Hepatitis B virus (HBV) infection is a major risk factor for hepatocellular carcinoma (HCC), yet the molecular events linking infection to malignant transformation remain incompletely defined. Here, we integrated transcriptomic (RNA-seq) and epigenomic (ChIP-seq for H3K27ac and H3K27me3) data across normal hepatocyte-derived cells (WT), HBV-infected cells, and HCC samples to quantify gene expression changes and epigenetic remodeling during disease progression. Transcriptomic profiling revealed distinct sets of differentially expressed genes (DEGs) between WT, HBV, and HCC states, with enrichment in pathways related to chromatin organization, signal transduction, lipid metabolism, and immune regulation. Epigenomic analyses demonstrated that HBV infection contributes to widespread redistribution of histone modifications, with reduced H3K27me3 at promoter regions and increased H3K27ac at enhancer regions, favoring activation of oncogenic programs.

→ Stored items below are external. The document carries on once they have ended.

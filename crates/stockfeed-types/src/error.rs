//! Error types for stockfeed.

use chrono::NaiveDate;
use thiserror::Error;

use crate::{DataKind, TableError};

/// Result type alias for stockfeed operations.
pub type Result<T> = std::result::Result<T, FeedError>;

/// Errors that can occur while fetching and normalizing market data.
#[derive(Error, Debug)]
pub enum FeedError {
    /// Caller-supplied parameters were rejected before any network call.
    #[error("Invalid input: {0}")]
    InvalidInput(#[from] ValidationError),

    /// The upstream service could not be reached or answered with a failure.
    #[error(transparent)]
    Transport(#[from] TransportError),

    /// The upstream answered successfully but returned no rows.
    #[error("No data available for {kind} {subject}")]
    EmptyResult {
        /// The data kind that was requested.
        kind: DataKind,
        /// The symbol (or symbol list) the request was about.
        subject: String,
    },

    /// The upstream payload did not have the expected shape.
    #[error("Malformed payload: {0}")]
    MalformedPayload(String),

    /// A table could not be assembled or edited.
    #[error("Table error: {0}")]
    Table(#[from] TableError),

    /// Settings could not be loaded or are inconsistent.
    #[error("Configuration error: {0}")]
    Config(String),

    /// The on-disk cache could not be read or written.
    #[error("Cache error: {0}")]
    Cache(String),

    /// I/O error.
    #[error("I/O error: {0}")]
    Io(#[from] std::io::Error),

    /// JSON serialization error.
    #[error("JSON error: {0}")]
    Json(#[from] serde_json::Error),
}

impl FeedError {
    /// Returns true if the failure is transient and the request may succeed
    /// if issued again.
    #[must_use]
    pub const fn is_retryable(&self) -> bool {
        match self {
            Self::Transport(e) => e.is_retryable(),
            _ => false,
        }
    }

    /// Returns true if the error was caused by the caller's input.
    #[must_use]
    pub const fn is_invalid_input(&self) -> bool {
        matches!(self, Self::InvalidInput(_))
    }
}

/// Errors for rejected request parameters.
#[derive(Error, Debug, Clone, PartialEq, Eq)]
pub enum ValidationError {
    /// Symbol was empty or whitespace.
    #[error("symbol must not be empty")]
    EmptySymbol,

    /// Symbol contained characters outside the accepted set or was too long.
    #[error("malformed symbol '{0}'")]
    MalformedSymbol(String),

    /// A symbol list contained no symbols.
    #[error("at least one symbol is required")]
    NoSymbols,

    /// Date string did not parse as `YYYY-MM-DD`.
    #[error("invalid {field} date '{value}', expected YYYY-MM-DD")]
    InvalidDate {
        /// Which parameter held the date.
        field: &'static str,
        /// The rejected input.
        value: String,
    },

    /// Start date is after end date.
    #[error("invalid date range: {start} > {end}")]
    InvalidRange {
        /// The start date.
        start: NaiveDate,
        /// The end date.
        end: NaiveDate,
    },

    /// Resolution is not in the supported set.
    #[error("unsupported resolution '{0}', expected one of: 1m, 5m, 15m, 30m, 1H, 1D, 1W, 1M")]
    UnsupportedResolution(String),

    /// Period shorthand is not recognised.
    #[error("unsupported period '{0}', expected one of: 1d, 5d, 1mo, 3mo, 6mo, 1y, 2y, 5y, 10y, ytd, max")]
    UnsupportedPeriod(String),

    /// Year range was reversed or out of bounds.
    #[error("invalid year range: {start}..={end}")]
    InvalidYearRange {
        /// The first year.
        start: i32,
        /// The last year.
        end: i32,
    },

    /// A selector such as report type or event kind was not recognised.
    #[error("unknown {field} '{value}'")]
    UnknownOption {
        /// Which parameter held the value.
        field: &'static str,
        /// The rejected input.
        value: String,
    },

    /// Row limit was zero or too large.
    #[error("limit {value} out of range 1..={max}")]
    LimitOutOfRange {
        /// The rejected limit.
        value: usize,
        /// The largest accepted limit.
        max: usize,
    },

    /// Strike bounds were negative, not finite, or reversed.
    #[error("invalid strike bounds: {0}")]
    InvalidStrike(String),
}

/// Transport-level failures.
#[derive(Error, Debug, Clone, PartialEq, Eq)]
pub enum TransportError {
    /// The request did not complete within the configured timeout.
    #[error("Request to {url} timed out")]
    Timeout {
        /// The requested URL.
        url: String,
    },

    /// The server answered with a non-success status.
    #[error("Server returned {status} for {url}")]
    Status {
        /// The requested URL.
        url: String,
        /// HTTP status code.
        status: u16,
    },

    /// Connection or protocol failure.
    #[error("Network error for {url}: {message}")]
    Network {
        /// The requested URL.
        url: String,
        /// Description of the failure.
        message: String,
        /// Whether the failure happened while connecting.
        connect: bool,
    },
}

impl TransportError {
    /// Returns the URL the failed request targeted.
    #[must_use]
    pub fn url(&self) -> &str {
        match self {
            Self::Timeout { url } | Self::Status { url, .. } | Self::Network { url, .. } => url,
        }
    }

    /// Returns the HTTP status, if the server answered.
    #[must_use]
    pub const fn status(&self) -> Option<u16> {
        match self {
            Self::Status { status, .. } => Some(*status),
            _ => None,
        }
    }

    /// Returns true for timeouts, connection failures, rate limiting (429)
    /// and server errors (5xx).
    #[must_use]
    pub const fn is_retryable(&self) -> bool {
        match self {
            Self::Timeout { .. } => true,
            Self::Status { status, .. } => *status == 429 || *status >= 500,
            Self::Network { connect, .. } => *connect,
        }
    }
}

Differential histone regions (DHRs) overlapped with DEGs involved in ribosomal activity, ubiquitin-like protein function, and chromatin dynamics, suggesting coordinated transcriptomic and epigenomic reprogramming. Together, these results suggest that HBV infection establishes an epigenetic landscape that persists into HCC and drives altered gene expression in pathways central to lipid metabolism, chromatin structure, and cell cycle progression. This work highlights candidate biomarkers and regulatory mechanisms underlying HBV-associated hepatocarcinogenesis.